Cepu Block, Java

The surprising discovery of some 600MMbo of oil in Tertiary carbonates in a mature basin has vitalized the Indonesian oil industry.
This article appeared in Vol. 6, No. 4 - 2009


Illustration by Rasoul Sorkhabi The Cepu oil-and-gas block on Java Island is one of Indonesia's major discoveries and developments in recent years, but its story reveals both potentials and problems in exploration and production activities in this South Asian country, and will draw more attention as it gains a full-scale production.  

Oil is not new to the Cepu area, located about 550 km east of Jakarta (Indonesia's capital) and 150 km east of Samarang (the capital of Central Java province). From the 1890s until the 1980s, 27 oil fields were discovered, produced and abandoned in the area. So it was considered a mature, overused basin until February 2001 when Mobil Cepu Ltd., a local subsidiary of ExxonMobil and a collaborator with Indonesia's state oil company Pertamina, discovered the Banyu Urip Field (discovery well Banyu Urip #3 at a depth of 1737 m).  

The concession for the Cepu block was first granted in 1990 to Australian Ampolex and Indonesian Humpuss Patragas (a company headed by Tommy Suharto, the youngest son of Indonesia's former dictator). After years of unsuccessful exploration, ExxonMobil purchased the rights to the Cepu field in 1998 (the same year Exxon and Mobil merged), and utilized high resolution 3-D seismic for subsurface mapping. The discovery well tested oil at a rate of 3,817 barrels per day (bpd) from the Middle Miocene carbonate Kujung Formation, and 463 bpd from the overlying Ngrayong sandstone member. Both ExxonMobil and Petramina were excited of this discovery. "The discovery in the BU-3 well is one of the most significant oil findings in Indonesia in the past decade," Pertamina said in a press release (Jakarta Post, 13 April 2001).  

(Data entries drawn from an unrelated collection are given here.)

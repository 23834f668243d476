//! Deferred reminder emails.
//!
//! A successful RSVP schedules its reminder for `event_at - lead` on a Redis
//! sorted set scored by due time. The dispatcher polls the set, claims due
//! entries with `ZREM` so only one server instance sends each, and records a
//! `reminder` notification for every email that went out.

use std::future::Future;
use std::sync::Arc;
use std::time::Duration;

use chrono::{DateTime, NaiveDateTime, Utc};
use rocket::serde::json;
use rocket::tokio::time::{interval, timeout, MissedTickBehavior};
use rocket_db_pools::deadpool_redis;
use rocket_db_pools::deadpool_redis::redis::AsyncCommands;
use tracing::{debug, info, warn};

use crate::error::StoreError;
use crate::models::{Attendee, NotificationKind, NotificationRecord};
use crate::notify::{Notifier, SendOutcome};
use crate::store::SubmissionStore;
use crate::task::TaskHandle;

const REMINDER_KEY: &str = "rsvp:reminders";

/// When reminders go out relative to the event.
#[derive(Debug, Clone, Copy)]
pub struct ReminderPolicy {
    pub event_at: Option<NaiveDateTime>,
    pub lead: chrono::Duration,
}

impl ReminderPolicy {
    /// Event times are UTC. `None` once the event has started, or when no
    /// event time is set.
    /// A reminder whose lead window already opened is due immediately.
    pub fn due_at(&self, now: DateTime<Utc>) -> Option<DateTime<Utc>> {
        let event_at = self.event_at?.and_utc();
        if event_at <= now {
            return None;
        }
        Some((event_at - self.lead).max(now))
    }
}

#[rocket::async_trait]
pub trait ReminderQueue: Send + Sync {
    async fn schedule(&self, attendee: &Attendee, due: DateTime<Utc>) -> Result<(), StoreError>;

    /// Removes and returns every reminder due at `now`.
    async fn take_due(&self, now: DateTime<Utc>) -> Result<Vec<Attendee>, StoreError>;
}

pub struct RedisReminderQueue {
    pool: deadpool_redis::Pool,
    timeout: Duration,
}

impl RedisReminderQueue {
    pub fn new(pool: deadpool_redis::Pool, timeout: Duration) -> Self {
        Self { pool, timeout }
    }

    async fn connection(&self) -> Result<deadpool_redis::Connection, StoreError> {
        timeout(self.timeout, self.pool.get())
            .await
            .map_err(|_| StoreError::Timeout(self.timeout))?
            .map_err(|e| StoreError::Backend(e.to_string()))
    }

    /// `false` when another instance removed the entry first.
    async fn claim(&self, member: String) -> Result<bool, StoreError> {
        let mut conn = self.connection().await?;
        let removed: i64 = timeout(self.timeout, conn.zrem(REMINDER_KEY, member))
            .await
            .map_err(|_| StoreError::Timeout(self.timeout))??;
        Ok(removed > 0)
    }
}

#[rocket::async_trait]
impl ReminderQueue for RedisReminderQueue {
    async fn schedule(&self, attendee: &Attendee, due: DateTime<Utc>) -> Result<(), StoreError> {
        let member = json::to_string(attendee).map_err(|e| StoreError::Backend(e.to_string()))?;
        let mut conn = self.connection().await?;

        let _: i64 = timeout(self.timeout, conn.zadd(REMINDER_KEY, member, due.timestamp()))
            .await
            .map_err(|_| StoreError::Timeout(self.timeout))??;
        debug!("Reminder for {} scheduled at {due}", attendee.email);
        Ok(())
    }

    async fn take_due(&self, now: DateTime<Utc>) -> Result<Vec<Attendee>, StoreError> {
        let members: Vec<String> = {
            let mut conn = self.connection().await?;
            timeout(
                self.timeout,
                conn.zrangebyscore(REMINDER_KEY, "-inf", now.timestamp()),
            )
            .await
            .map_err(|_| StoreError::Timeout(self.timeout))??
        };

        Ok(claim_due(members, |member| self.claim(member)).await)
    }
}

/// Claims each member in turn. A failed claim ends the pass, but whatever
/// was already claimed is still returned: it is gone from the queue.
async fn claim_due<F, Fut>(members: Vec<String>, mut claim: F) -> Vec<Attendee>
where
    F: FnMut(String) -> Fut,
    Fut: Future<Output = Result<bool, StoreError>>,
{
    let mut due = Vec::with_capacity(members.len());
    for member in members {
        match claim(member.clone()).await {
            Ok(true) => {}
            Ok(false) => continue,
            Err(e) => {
                warn!("Stopped claiming reminders after {}: {e}", due.len());
                break;
            }
        }
        match json::from_str::<Attendee>(&member) {
            Ok(attendee) => due.push(attendee),
            Err(e) => warn!("Dropping unreadable reminder entry: {e}"),
        }
    }
    due
}

/// Sends every due reminder once. Returns how many were delivered.
pub async fn dispatch_due(
    queue: &dyn ReminderQueue,
    notifier: &Notifier,
    store: &dyn SubmissionStore,
    now: DateTime<Utc>,
) -> usize {
    let due = match queue.take_due(now).await {
        Ok(due) => due,
        Err(e) => {
            warn!("Could not read the reminder queue: {e}");
            return 0;
        }
    };

    let mut records = Vec::new();
    for attendee in &due {
        match notifier.send_reminder(attendee).await {
            SendOutcome::Sent => records.push(NotificationRecord::new(
                &attendee.email,
                NotificationKind::Reminder,
                now.naive_utc(),
            )),
            SendOutcome::NotConfigured => {
                warn!("Email not configured, reminder for {} dropped", attendee.email)
            }
            SendOutcome::Failed(e) => warn!("Reminder for {} failed: {e}", attendee.email),
        }
    }

    let sent = records.len();
    if let Err(e) = store.record_notifications(records).await {
        warn!("Could not record {sent} reminder notifications: {e}");
    }
    sent
}

/// Polls the queue every `every` until torn down.
pub fn spawn_dispatcher(
    queue: Arc<dyn ReminderQueue>,
    notifier: Arc<Notifier>,
    store: Arc<dyn SubmissionStore>,
    every: Duration,
) -> TaskHandle {
    TaskHandle::spawn("reminder dispatcher", move |mut shutdown| async move {
        let mut ticker = interval(every);
        ticker.set_missed_tick_behavior(MissedTickBehavior::Delay);

        loop {
            rocket::tokio::select! {
                _ = &mut shutdown => break,
                _ = ticker.tick() => {
                    let sent = dispatch_due(queue.as_ref(), &notifier, store.as_ref(), Utc::now()).await;
                    if sent > 0 {
                        info!("Sent {sent} reminders");
                    }
                }
            }
        }
    })
}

But shortly after, problems surfaced. ExxonMobil and Pertamina became engaged in years-long negotiation and competition over share and operation. In 2006, the newly elected President Susilo Bambang Yudhoyono decided to fire Pertamina's board, and pick ExxonMobil as the main operator. A 30-year producing sharing contract signed by ExxonMobil and Pertamina in that year gave each party 45% share, and the remaining 10% went to the four local governments in East and Central Java (distributed 6.7% and 3.3%, respectively). Field development was estimated to cost $2.7 billion.  

Although Java is mainly a Cenozoic volcanic island formed from the subduction of the Australian plate beneath the Asian plate, its sedimentary basins have been shaped by back-arc rifting and compressional folding, and its equatorial position has resulted in excellent carbonate reef reservoirs. The classic Kujung carbonates show porosity of 20-30% and permeability of up to 200 millidarcy (locally enhanced by fracturing). Source rocks for the Kujung pools are probably the Eocene-age shale and coal deposits of Ngimbang Formation, and the shale beds of the Miocene Tuban Formation have acted as top seals.  

In December 2008, test production from Cepu's main Banyu Urip field began with six wells (including two water-gas re-injection wells) and at a rate of 800 bpd (the production capacity was reported to be 20,000 bpd in April this year). Nonetheless, the field's development and production schedule have been delayed due to logistic hurdles including problems in construction of a pipeline to flow oil to a nearby gas-oil separation plant, now under construction. Furthermore, to develop the field, ExxonMobil's land men had to negotiate with 3,000 landowners who owned 4,000 plots (each plot in the area is about one hectare on average).  

Both Indonesia and ExxonMobil consider the Cepu block a huge opportunity. It has been reported as one of ExxonMobil's top 10 projects worldwide. Indonesia is eager to bring Cepu on full stream as it is struggling to boost its oil and gas production and to attract foreign investments (partly because of complex regulations and logistics). Although it ranks as the world's 25th and 10th in terms of oil and gas reserves, respectively, Indonesia's production has significantly decreased over the years (from 1.5 MMbpd in the 1990s to 0.83 MMbpd early this year) as many of its fields have aged. In fact, in 2008 the country had to quit OPEC as it had become a net importer of crude oil since 2003. The Cepu block (including the Banyu Urip and Jambaran fields) is expected to produce 16,500 to 18,000 bpd by 2012. The block is estimated to contain up to 600 million barrels (6.7% of Indonesia's total known reserves) and 1.7 Tcf of natural gas. Java's gas fields usually contain up to 5% carbon dioxide; the Jambaran field has been reported to contain as much as 30% carbon dioxide, whose separation will add to production costs.  

Reelection of the open market-friendly President Yudhoyono this past July will perhaps boost Indonesia's petroleum industry and investments, including the development of the Cepu block, a surprising but rewarding discovery in a mature basin.